Stem cells play a critical role the regeneration of many differentiated but short-lived cell types such as blood, skin, and sperm throughout adult life.  We are using the Drosophila male germ line as a model system to investigate the mechanisms that regulate stem division and the crucial choice between self-renewal and differentiation that maintains stem cell populations in vivo.  Drosophila male germ line stem cells can be identified and visualized in vivo, in the context of their normal anatomy, allowing investigation of the role of surrounding support cells in regulating stem cell behavior. We have demonstrated that a support cell niche regulates stem cell self-renewal via activation of the JAK-STAT signaling pathway in adjacent male germ line stem cells.  In addition, we found that a second set of nearby somatic cyst cells play a guardian role, ensuring that the germ cell displaced outside of the niche differentiate.

Our work has established the Drosophila male germ line as a powerful system for investigating the mechanisms that regulate stem cell self-renewal and differentiation.  We now aim to exploit this system and the tools we have developed to identify and test the function of intrinsic determinants that act in stem cells to specify stem cell self-renewal in response to the signals from the niche.  We will use both genomics and traditional Drosophila genetics to identify additional genes that regulate stem cell behavior, either intrinsically or through action in surrounding support cells.  We will also test whether the niche mechanism and signaling pathways we have discovered govern self-renewal and differentiation of other stem cell populations in Drosophila and in mammals.
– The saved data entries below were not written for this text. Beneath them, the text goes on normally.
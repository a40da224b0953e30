//! CLI configuration.

use std::path::{Path, PathBuf};

use anyhow::{Context, Result};
use serde::{Deserialize, Serialize};

/// Top-level gradebook configuration.
#[derive(Debug, Clone, PartialEq, Serialize, Deserialize)]
pub struct GradebookConfig {
    /// JSON file holding quizzes, rubrics, and grades.
    #[serde(default = "default_gradebook_path")]
    pub gradebook_path: PathBuf,
    /// Roster file, or a directory of roster files.
    #[serde(default)]
    pub roster_path: Option<PathBuf>,
    /// Reject drafts that leave rubric criteria unscored.
    #[serde(default)]
    pub strict_criteria: bool,
    /// Log a notification after publish and reject.
    #[serde(default = "default_true")]
    pub notify: bool,
    /// Max concurrent publishes in a batch.
    #[serde(default = "default_parallelism")]
    pub parallelism: usize,
}

fn default_gradebook_path() -> PathBuf {
    PathBuf::from("gradebook.json")
}
fn default_true() -> bool {
    true
}
fn default_parallelism() -> usize {
    4
}

impl Default for GradebookConfig {
    fn default() -> Self {
        Self {
            gradebook_path: default_gradebook_path(),
            roster_path: None,
            strict_criteria: false,
            notify: true,
            parallelism: default_parallelism(),
        }
    }
}

/// Resolve environment variable references like `${VAR_NAME}` in a string.
fn resolve_env_vars(s: &str) -> String {
    let mut result = s.to_string();
    while let Some(start) = result.find("${") {
        if let Some(end) = result[start..].find('}') {
            let var_name = &result[start + 2..start + end];
            let value = std::env::var(var_name).unwrap_or_default();
            result = format!(
                "{}{}{}",
                &result[..start],
                value,
                &result[start + end + 1..]
            );
        } else {
            break;
        }
    }
    result
}

fn resolve_path(path: &Path) -> PathBuf {
    PathBuf::from(resolve_env_vars(&path.to_string_lossy()))
}

/// Load config from an explicit path, or search the default locations.
///
/// Search order:
/// 1. `gradebook.toml` in the current directory
/// 2. `~/.config/gradebook/config.toml`
///
/// Environment variable overrides: `GRADEBOOK_PATH`, `GRADEBOOK_ROSTER`.
pub fn load_config_from(path: Option<&Path>) -> Result<GradebookConfig> {
    let config_path = if let Some(p) = path {
        if p.exists() {
            Some(p.to_path_buf())
        } else {
            anyhow::bail!("config file not found: {}", p.display());
        }
    } else {
        let local = PathBuf::from("gradebook.toml");
        if local.exists() {
            Some(local)
        } else {
            dirs_path()
                .map(|dir| dir.join("config.toml"))
                .filter(|global| global.exists())
        }
    };

    let mut config = match config_path {
        Some(path) => {
            tracing::debug!("loading config from {}", path.display());
            let content = std::fs::read_to_string(&path)
                .with_context(|| format!("failed to read config: {}", path.display()))?;
            toml::from_str::<GradebookConfig>(&content)
                .with_context(|| format!("failed to parse config: {}", path.display()))?
        }
        None => GradebookConfig::default(),
    };

    if let Ok(path) = std::env::var("GRADEBOOK_PATH") {
        config.gradebook_path = PathBuf::from(path);
    }
    if let Ok(path) = std::env::var("GRADEBOOK_ROSTER") {
        config.roster_path = Some(PathBuf::from(path));
    }

    config.gradebook_path = resolve_path(&config.gradebook_path);
    config.roster_path = config.roster_path.as_deref().map(resolve_path);

    anyhow::ensure!(config.parallelism >= 1, "parallelism must be at least 1");
    Ok(config)
}

fn dirs_path() -> Option<PathBuf> {
    std::env::var("HOME")
        .ok()
        .map(|h| PathBuf::from(h).join(".config").join("gradebook"))
}
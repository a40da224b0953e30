//! File-backed collaborators: a JSON gradebook, a static roster, and a
//! notifier that writes to the log.

use std::collections::BTreeMap;
use std::path::{Path, PathBuf};

use anyhow::{Context, Result};
use async_trait::async_trait;
use serde::{Deserialize, Serialize};
use tokio::sync::RwLock;

use crate::model::{Grade, Quiz, Rubric, Student};
use crate::traits::{NotificationTarget, Notifier, Persistence, RosterLookup};

/// Everything the gradebook file holds.
#[derive(Debug, Clone, Default, Serialize, Deserialize)]
pub struct GradebookData {
    #[serde(default)]
    pub quizzes: BTreeMap<String, Quiz>,
    #[serde(default)]
    pub rubrics: BTreeMap<String, Rubric>,
    /// Keyed by submission id.
    #[serde(default)]
    pub grades: BTreeMap<String, Grade>,
}

/// A gradebook persisted as one pretty-printed JSON file.
///
/// Every write rewrites the whole file through a temporary sibling and a
/// rename. A write that fails leaves both the file and the in-memory copy
/// unchanged. Without a path the gradebook lives in memory only.
pub struct JsonGradebook {
    path: Option<PathBuf>,
    data: RwLock<GradebookData>,
}

impl JsonGradebook {
    pub fn in_memory() -> Self {
        Self {
            path: None,
            data: RwLock::new(GradebookData::default()),
        }
    }

    /// Open the gradebook at `path`, starting empty if the file does not exist.
    pub fn open(path: &Path) -> Result<Self> {
        let data = if path.exists() {
            let content = std::fs::read_to_string(path)
                .with_context(|| format!("failed to read gradebook from {}", path.display()))?;
            serde_json::from_str(&content)
                .with_context(|| format!("failed to parse gradebook {}", path.display()))?
        } else {
            tracing::debug!("no gradebook at {}, starting empty", path.display());
            GradebookData::default()
        };

        Ok(Self {
            path: Some(path.to_path_buf()),
            data: RwLock::new(data),
        })
    }

    pub fn path(&self) -> Option<&Path> {
        self.path.as_deref()
    }

    /// A copy of the current contents.
    pub async fn snapshot(&self) -> GradebookData {
        self.data.read().await.clone()
    }

    /// Apply `change` to a copy, persist it, then make it current.
    async fn update(&self, change: impl FnOnce(&mut GradebookData)) -> Result<()> {
        let mut data = self.data.write().await;
        let mut next = data.clone();
        change(&mut next);
        self.persist(&next).await?;
        *data = next;
        Ok(())
    }

    async fn persist(&self, data: &GradebookData) -> Result<()> {
        let Some(path) = &self.path else {
            return Ok(());
        };
        let json = serde_json::to_string_pretty(data).context("failed to serialize gradebook")?;
        if let Some(parent) = path.parent().filter(|p| !p.as_os_str().is_empty()) {
            tokio::fs::create_dir_all(parent)
                .await
                .with_context(|| format!("failed to create {}", parent.display()))?;
        }

        let mut tmp = path.clone().into_os_string();
        tmp.push(".tmp");
        let tmp = PathBuf::from(tmp);
        tokio::fs::write(&tmp, json)
            .await
            .with_context(|| format!("failed to write gradebook to {}", tmp.display()))?;
        if let Err(e) = tokio::fs::rename(&tmp, path).await {
            let _ = tokio::fs::remove_file(&tmp).await;
            return Err(e)
                .with_context(|| format!("failed to replace gradebook at {}", path.display()));
        }
        Ok(())
    }
}

#[async_trait]
impl Persistence for JsonGradebook {
    async fn save_quiz(&self, quiz: &Quiz) -> Result<()> {
        self.update(|data| {
            data.quizzes.insert(quiz.id.clone(), quiz.clone());
        })
        .await
    }

    async fn load_quiz(&self, quiz_id: &str) -> Result<Option<Quiz>> {
        Ok(self.data.read().await.quizzes.get(quiz_id).cloned())
    }

    async fn save_rubric(&self, rubric: &Rubric) -> Result<()> {
        self.update(|data| {
            data.rubrics.insert(rubric.id.clone(), rubric.clone());
        })
        .await
    }

    async fn load_rubric(&self, rubric_id: &str) -> Result<Rubric> {
        self.data
            .read()
            .await
            .rubrics
            .get(rubric_id)
            .cloned()
            .with_context(|| format!("rubric not found: {rubric_id}"))
    }

    async fn save_grade(&self, grade: &Grade) -> Result<()> {
        self.update(|data| {
            data.grades
                .insert(grade.submission_id.clone(), grade.clone());
        })
        .await
    }

    async fn load_grade(&self, submission_id: &str) -> Result<Option<Grade>> {
        Ok(self.data.read().await.grades.get(submission_id).cloned())
    }

    async fn list_grades(&self) -> Result<Vec<Grade>> {
        Ok(self.data.read().await.grades.values().cloned().collect())
    }
}

/// A roster known up front, e.g. loaded from a roster file.
pub struct StaticRoster {
    students: Vec<Student>,
}

impl StaticRoster {
    pub fn new(students: Vec<Student>) -> Self {
        Self { students }
    }
}

#[async_trait]
impl RosterLookup for StaticRoster {
    async fn students_by_class(&self, class_semester: &str) -> Result<Vec<Student>> {
        Ok(self
            .students
            .iter()
            .filter(|s| s.class_semester == class_semester)
            .cloned()
            .collect())
    }
}

/// Notifier that records publications in the log instead of delivering them.
pub struct LogNotifier;

#[async_trait]
impl Notifier for LogNotifier {
    fn name(&self) -> &str {
        "log"
    }

    async fn notify_students(&self, target: &NotificationTarget) -> Result<()> {
        match target {
            NotificationTarget::Quiz(id) => tracing::info!(quiz = %id, "students notified"),
            NotificationTarget::Grade(id) => tracing::info!(grade = %id, "student notified"),
        }
        Ok(())
    }
}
Cell differentiation requires mechanisms to modify many fundamental cellular processes like the cell cycle, the cytoskeleton, organelle structure and even the transcription machinery under control of the developmental program.  We are using male gametogensis as a model system to investigate the underlying mechanisms that specify cellular differentiation.  Using this system we identified the first known protein mediator of mitochondrial fusion.  We are currently investigating the mechanisms that mediate cytokinesis and polarized cell outgrowth.  We have uncovered mechanisms that regulate progression of the specialized cell cycle of meiosis.  Finally, we have discovered that tissue specific forms of the general transcription machinery selectively regulate cell type specific gene expression programs during development.